The United States Women’s National Team opens its quest Tuesday for a fourth World Cup in just the eighth playing of the FIFA Women’s World Cup tournament, as Sports Illustrated reports. An once again, the Americans enter the tournament as heavy favorites to claim the title, which would be a second back-to-back under 52-year-old Head Coach Jill Ellis. But the former goalie for Team USA, who played with the 2015 Cup winners, has chosen the days before her former team’s first game to rip into Ellis, on a BBC broadcast.
Hope Solo, now age 37, is not exactly a stranger to controversial comments. She was effectively fired from the team after the 2016 Olympics when she blasted the performance of one of the team’s opponents, Sweden, calling the Swedes “a bunch of cowards” after they eliminated Team USA on penalty kicks in the Olympic quarterfinals, as NBC Sports reported. “The best team did not win,” Solo said after the match, in which Sweden played a predominantly defensive style throughout the game.
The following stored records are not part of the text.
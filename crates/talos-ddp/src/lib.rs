//! DDP-side numerical pieces: Hessian correction and iteration containers.
//!
//! 1. **Hessian correction**: four strategies that lift the smallest
//!    eigenvalue of a curvature matrix to a target ([`hessian_correction`])
//! 2. **Riccati modification**: per-node corrections and constraint
//!    projectors ([`riccati_modification`])
//! 3. **Containers**: [`PrimalDataContainer`] and [`DualDataContainer`]
//!    with O(1) `swap`
//! 4. **Settings**: [`DdpSettings`], loaded from TOML

pub mod config;
pub mod data;
pub mod error;
pub mod hessian_correction;
pub mod riccati_modification;

pub use config::DdpSettings;
pub use data::{DualDataContainer, PrimalDataContainer};
pub use error::{ConfigError, CorrectionError, UnknownStrategy};
pub use hessian_correction::{Strategy, shift_hessian};
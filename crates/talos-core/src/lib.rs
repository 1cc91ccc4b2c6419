//! Numerical core shared by every talos solver.
//!
//! Provides the local Taylor models that the linear-quadratic assembler
//! produces and the Riccati / interior-point passes consume:
//!
//! 1. **Taylor models**: first/second-order approximations of scalar and
//!    vector functions of state and input ([`types`])
//! 2. **Validation**: dimension and positive-semi-definiteness diagnostics
//!    returned as text ([`validation`])
//! 3. **Dense linear algebra**: symmetric spectra, in-place Cholesky and the
//!    three PSD repair routines used by Hessian correction ([`linalg`])
//! 4. **Per-node data**: [`ModelData`], [`Metrics`] and Lagrange multipliers
//!
//! # Data flow
//!
//! ```text
//! term evaluators ──► Taylor models ──► ModelData ──► backward pass
//!                         │                 │
//!                         └── validation ◄──┘
//! ```

pub mod error;
pub mod linalg;
pub mod metrics;
pub mod model_data;
pub mod multiplier;
pub mod types;
pub mod validation;

pub use error::LinalgError;
pub use metrics::{LagrangianMetrics, Metrics};
pub use model_data::ModelData;
pub use multiplier::{Multiplier, MultiplierCollection};
pub use types::{
    ScalarFunctionLinearApproximation, ScalarFunctionQuadraticApproximation,
    VectorFunctionLinearApproximation, VectorFunctionQuadraticApproximation,
};
pub use validation::{check_being_psd, check_size, check_vector_size};
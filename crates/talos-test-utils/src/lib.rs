//! Shared test fixtures and utilities for talos crates.
//!
//! Provides deterministic RNG setup, random symmetric matrices with a
//! prescribed spectrum, instrumented problem terms and a small ready-made
//! problem.

pub mod fixtures;
pub mod mocks;
pub mod rng;

// ---------------------------------------------------------------------------
// Re-exports for convenience
// ---------------------------------------------------------------------------

pub use fixtures::{double_integrator, double_integrator_problem};
pub use mocks::{CallCounter, CountingStateCost, CountingStateInputCost, NodeKind, RecordingPreComputation};
pub use rng::{random_orthogonal, random_symmetric_with_spectrum, seeded_rng};
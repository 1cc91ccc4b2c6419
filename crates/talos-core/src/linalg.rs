//! Dense linear-algebra helpers for curvature matrices.
//!
//! Pure routines with no solver state: symmetric spectra, positive
//! definiteness tests, and the three PSD repair methods used by Hessian
//! correction (eigenvalue clipping, Gershgorin-disc shifting and
//! Cholesky with added multiple of the identity).

use nalgebra::{Cholesky, DMatrix, DVector};

use crate::error::LinalgError;

/// Iteration cap for the symmetric QR eigen-solver.
const MAX_EIGEN_ITERATIONS: usize = 10_000;

/// Minimum identity shift tried by [`make_psd_cholesky`] (Nocedal & Wright β).
const CHOLESKY_MIN_SHIFT: f64 = 1e-3;

/// Relative slack of [`meets_min_eigenvalue`].
pub const ROUNDING_TOLERANCE: f64 = 1e-10;

/// Factorisation attempts before [`make_psd_cholesky`] gives up.
pub const CHOLESKY_MAX_ATTEMPTS: usize = 64;

// ============================================================================
// Queries
// ============================================================================

/// Returns `Err(NotSquare)` unless `m` is square.
pub fn ensure_square(m: &DMatrix<f64>) -> Result<(), LinalgError> {
    if m.is_square() {
        Ok(())
    } else {
        Err(LinalgError::NotSquare {
            rows: m.nrows(),
            cols: m.ncols(),
        })
    }
}

/// True if every entry is finite.
pub fn all_finite(m: &DMatrix<f64>) -> bool {
    m.iter().all(|v| v.is_finite())
}

/// Eigen's `isApprox`: `‖a − b‖ ≤ prec · min(‖a‖, ‖b‖)` in Frobenius norm.
pub fn is_approx(a: &DMatrix<f64>, b: &DMatrix<f64>, prec: f64) -> bool {
    (a - b).norm() <= prec * a.norm().min(b.norm())
}

/// Eigenvalues of a symmetric matrix (only the lower triangle is read).
pub fn symmetric_eigenvalues(m: &DMatrix<f64>) -> Result<DVector<f64>, LinalgError> {
    ensure_square(m)?;
    if m.is_empty() {
        return Ok(DVector::zeros(0));
    }
    m.clone()
        .try_symmetric_eigen(f64::EPSILON, MAX_EIGEN_ITERATIONS)
        .map(|eigen| eigen.eigenvalues)
        .ok_or(LinalgError::EigenDecompositionFailed)
}

/// True if `m − min_eigenvalue·I` admits a Cholesky factorisation, i.e. every
/// eigenvalue of `m` is strictly above `min_eigenvalue`.
pub fn is_positive_definite_above(m: &DMatrix<f64>, min_eigenvalue: f64) -> bool {
    if !m.is_square() {
        return false;
    }
    let mut work = m.clone();
    for i in 0..work.nrows() {
        work[(i, i)] -= min_eigenvalue;
    }
    Cholesky::new(work).is_some()
}

/// True if `λ_min(m) ≥ min_eigenvalue` up to rounding.
///
/// Inclusive counterpart of [`is_positive_definite_above`]: the threshold is
/// relaxed by `ROUNDING_TOLERANCE · max(1, ‖m‖)` so that a matrix sitting
/// exactly on the target (a singular Gauss-Newton Hessian at `ε = 0`, or
/// `diag(ε, …)`) is accepted.
pub fn meets_min_eigenvalue(m: &DMatrix<f64>, min_eigenvalue: f64) -> bool {
    let slack = ROUNDING_TOLERANCE * m.norm().max(1.0);
    is_positive_definite_above(m, min_eigenvalue - slack)
}

// ============================================================================
// PSD repair
// ============================================================================

/// Replace `m` by `½(m + mᵀ)`.
pub fn symmetrize(m: &mut DMatrix<f64>) {
    let transposed = m.transpose();
    *m += transposed;
    *m *= 0.5;
}

/// Clip every eigenvalue below `min_eigenvalue` up to it and rebuild
/// `m = V Λ' Vᵀ`.
///
/// Leaves `m` untouched (bit-identical) and returns `Ok(false)` when no
/// eigenvalue needed clipping.
pub fn make_psd_eigenvalue(m: &mut DMatrix<f64>, min_eigenvalue: f64) -> Result<bool, LinalgError> {
    ensure_square(m)?;
    if m.is_empty() {
        return Ok(false);
    }
    let eigen = m
        .clone()
        .try_symmetric_eigen(f64::EPSILON, MAX_EIGEN_ITERATIONS)
        .ok_or(LinalgError::EigenDecompositionFailed)?;

    let mut lambda = eigen.eigenvalues.clone();
    let mut clipped = false;
    for l in lambda.iter_mut() {
        if *l < min_eigenvalue {
            *l = min_eigenvalue;
            clipped = true;
        }
    }
    if clipped {
        let v = &eigen.eigenvectors;
        *m = v * DMatrix::from_diagonal(&lambda) * v.transpose();
    }
    Ok(clipped)
}

/// Raise each diagonal entry to at least its Gershgorin radius plus
/// `min_eigenvalue`, so every disc lies in `[min_eigenvalue, ∞)`.
///
/// The matrix is symmetrised first; radii are row sums of absolute
/// off-diagonal entries.
pub fn make_psd_gershgorin(m: &mut DMatrix<f64>, min_eigenvalue: f64) -> Result<(), LinalgError> {
    ensure_square(m)?;
    symmetrize(m);
    for i in 0..m.nrows() {
        let radius: f64 = m
            .row(i)
            .iter()
            .enumerate()
            .filter(|&(j, _)| j != i)
            .map(|(_, v)| v.abs())
            .sum();
        m[(i, i)] = m[(i, i)].max(radius + min_eigenvalue);
    }
    Ok(())
}

/// Cholesky with added multiple of the identity (Nocedal & Wright, Alg. 3.3)
/// applied to `m − min_eigenvalue·I`.
///
/// Finds the first `τ` in `{τ₀, 2τ₀, 4τ₀, …}` for which
/// `m − min_eigenvalue·I + τI` factorises and replaces `m` with `m + τI`.
/// A matrix that already meets the target (see [`meets_min_eigenvalue`]) is
/// left untouched with `τ = 0`. Otherwise `τ₀ = 0` when every shifted
/// diagonal entry is positive. Returns the applied shift.
pub fn make_psd_cholesky(m: &mut DMatrix<f64>, min_eigenvalue: f64) -> Result<f64, LinalgError> {
    ensure_square(m)?;
    if meets_min_eigenvalue(m, min_eigenvalue) {
        return Ok(0.0);
    }
    let n = m.nrows();

    let min_diag = (0..n)
        .map(|i| m[(i, i)] - min_eigenvalue)
        .fold(f64::INFINITY, f64::min);
    let mut tau = if min_diag > 0.0 {
        0.0
    } else {
        CHOLESKY_MIN_SHIFT - min_diag
    };

    let mut work = DMatrix::zeros(n, n);
    for _ in 0..CHOLESKY_MAX_ATTEMPTS {
        work.copy_from(m);
        for i in 0..n {
            work[(i, i)] += tau - min_eigenvalue;
        }
        if Cholesky::new(work.clone()).is_some() {
            if tau > 0.0 {
                for i in 0..n {
                    m[(i, i)] += tau;
                }
            }
            return Ok(tau);
        }
        tau = (2.0 * tau).max(CHOLESKY_MIN_SHIFT);
    }

    Err(LinalgError::CholeskyModificationFailed {
        attempts: CHOLESKY_MAX_ATTEMPTS,
        last_shift: tau,
    })
}

// ============================================================================
// Tests
// ============================================================================

#[cfg(test)]
mod tests {
    use super::*;
    use approx::assert_relative_eq;

    fn indefinite() -> DMatrix<f64> {
        // eigenvalues 3 and -1
        DMatrix::from_row_slice(2, 2, &[1.0, 2.0, 2.0, 1.0])
    }

    fn min_eig(m: &DMatrix<f64>) -> f64 {
        symmetric_eigenvalues(m).unwrap().min()
    }

    #[test]
    fn eigenvalues_of_indefinite_matrix() {
        let mut lambda = symmetric_eigenvalues(&indefinite()).unwrap();
        lambda.as_mut_slice().sort_by(f64::total_cmp);
        assert_relative_eq!(lambda[0], -1.0, epsilon = 1e-12);
        assert_relative_eq!(lambda[1], 3.0, epsilon = 1e-12);
    }

    #[test]
    fn eigenvalues_reject_non_square() {
        let err = symmetric_eigenvalues(&DMatrix::zeros(2, 3)).unwrap_err();
        assert_eq!(err, LinalgError::NotSquare { rows: 2, cols: 3 });
    }

    #[test]
    fn positive_definite_above_threshold() {
        let m = DMatrix::from_diagonal(&DVector::from_vec(vec![2.0, 3.0]));
        assert!(is_positive_definite_above(&m, 1.0));
        assert!(!is_positive_definite_above(&m, 2.5));
        assert!(!is_positive_definite_above(&DMatrix::zeros(2, 1), 0.0));
        assert!(!is_positive_definite_above(&indefinite(), 0.0));
        assert!(!is_positive_definite_above(&DMatrix::from_element(1, 1, f64::NAN), 0.0));
    }

    #[test]
    fn boundary_spectrum_meets_target() {
        let m = DMatrix::from_diagonal(&DVector::from_vec(vec![0.5, 3.0]));
        assert!(!is_positive_definite_above(&m, 0.5));
        assert!(meets_min_eigenvalue(&m, 0.5));
        assert!(!meets_min_eigenvalue(&m, 0.5 + 1e-6));

        let singular = DMatrix::from_element(2, 2, 1.0);
        assert!(meets_min_eigenvalue(&singular, 0.0));
        assert!(!meets_min_eigenvalue(&singular, 1e-6));
        assert!(!meets_min_eigenvalue(&DMatrix::from_element(1, 1, f64::NAN), 0.0));
    }

    #[test]
    fn eigenvalue_clipping_reaches_target() {
        let mut m = indefinite();
        assert!(make_psd_eigenvalue(&mut m, 0.1).unwrap());
        assert_relative_eq!(min_eig(&m), 0.1, epsilon = 1e-9);
        // The positive eigen-direction is preserved.
        let mut lambda = symmetric_eigenvalues(&m).unwrap();
        lambda.as_mut_slice().sort_by(f64::total_cmp);
        assert_relative_eq!(lambda[1], 3.0, epsilon = 1e-9);
    }

    #[test]
    fn eigenvalue_clipping_is_noop_when_satisfied() {
        let original = DMatrix::from_row_slice(2, 2, &[2.0, 0.5, 0.5, 2.0]);
        let mut m = original.clone();
        assert!(!make_psd_eigenvalue(&mut m, 0.1).unwrap());
        assert_eq!(m, original);
    }

    #[test]
    fn gershgorin_bounds_all_discs() {
        let mut m = indefinite();
        make_psd_gershgorin(&mut m, 0.1).unwrap();
        assert_relative_eq!(m[(0, 0)], 2.1);
        assert_relative_eq!(m[(1, 1)], 2.1);
        assert!(min_eig(&m) >= 0.1 - 1e-12);
    }

    #[test]
    fn cholesky_modification_reaches_target() {
        let mut m = indefinite();
        let tau = make_psd_cholesky(&mut m, 0.1).unwrap();
        assert!(tau > 1.0);
        assert!(min_eig(&m) >= 0.1);
    }

    #[test]
    fn cholesky_modification_is_noop_when_satisfied() {
        let original = DMatrix::from_row_slice(2, 2, &[2.0, 0.5, 0.5, 2.0]);
        let mut m = original.clone();
        assert_eq!(make_psd_cholesky(&mut m, 0.1).unwrap(), 0.0);
        assert_eq!(m, original);
    }

    #[test]
    fn cholesky_modification_is_noop_on_boundary() {
        let boundary = DMatrix::from_diagonal(&DVector::from_vec(vec![0.5, 3.0]));
        let mut m = boundary.clone();
        assert_eq!(make_psd_cholesky(&mut m, 0.5).unwrap(), 0.0);
        assert_eq!(m, boundary);

        let singular = DMatrix::from_element(2, 2, 1.0);
        let mut m = singular.clone();
        assert_eq!(make_psd_cholesky(&mut m, 0.0).unwrap(), 0.0);
        assert_eq!(m, singular);
    }

    #[test]
    fn cholesky_modification_fails_on_nan() {
        let mut m = DMatrix::from_element(2, 2, f64::NAN);
        let err = make_psd_cholesky(&mut m, 0.1).unwrap_err();
        assert!(matches!(
            err,
            LinalgError::CholeskyModificationFailed {
                attempts: CHOLESKY_MAX_ATTEMPTS,
                ..
            }
        ));
    }

    #[test]
    fn symmetrize_averages_off_diagonals() {
        let mut m = DMatrix::from_row_slice(2, 2, &[1.0, 4.0, 2.0, 1.0]);
        symmetrize(&mut m);
        assert_relative_eq!(m[(0, 1)], 3.0);
        assert_relative_eq!(m[(1, 0)], 3.0);
    }

    #[test]
    fn is_approx_uses_relative_frobenius_norm() {
        let a = DMatrix::identity(2, 2);
        let mut b = a.clone();
        b[(0, 1)] = 1e-9;
        assert!(is_approx(&a, &b, 1e-6));
        b[(0, 1)] = 1e-3;
        assert!(!is_approx(&a, &b, 1e-6));
    }
}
Solo’s latest broadside came on the BBC podcast Football Daily, in which she opened by describing what she said was her own close relationship with Ellis, during her time playing for the British-born coach.
“I was closer to the coaching staff than I was to my own players. The younger players often spend most of their time on social media, and can’t carry on a conversation,” Solo said, quoted by Yahoo! News. “Whereas the coaching staff and older players on the team are still talking about politics, and things that are boring to the youth players.”
But Solo did not let her claimed closeness to Ellis stop her from directly attacking Ellis’s coaching abilities — and her character, as NBC Sports reported.
“She’s not the leader I wish her to be,” Solo said of Ellis. “She cracks under the pressure quite a bit.”
But Solo added that quality of players on Team USA was “superb,” which overcame any coaching deficiencies. “It doesn’t matter oftentimes who’s coaching us, because we’ll find a way to win,” she said, “in spite of who the coach is.”
She went on to accuse Ellis of letting her desire to “stroke the ego of players” prevent her from helping the team fix its mistakes. Ellis, she claimed, refused to allow the players to watch film of goals scored against them, because “Jill didn’t want to break any players.” Instead, she said, Ellis would simply “brush (mistakes) under the carpet.”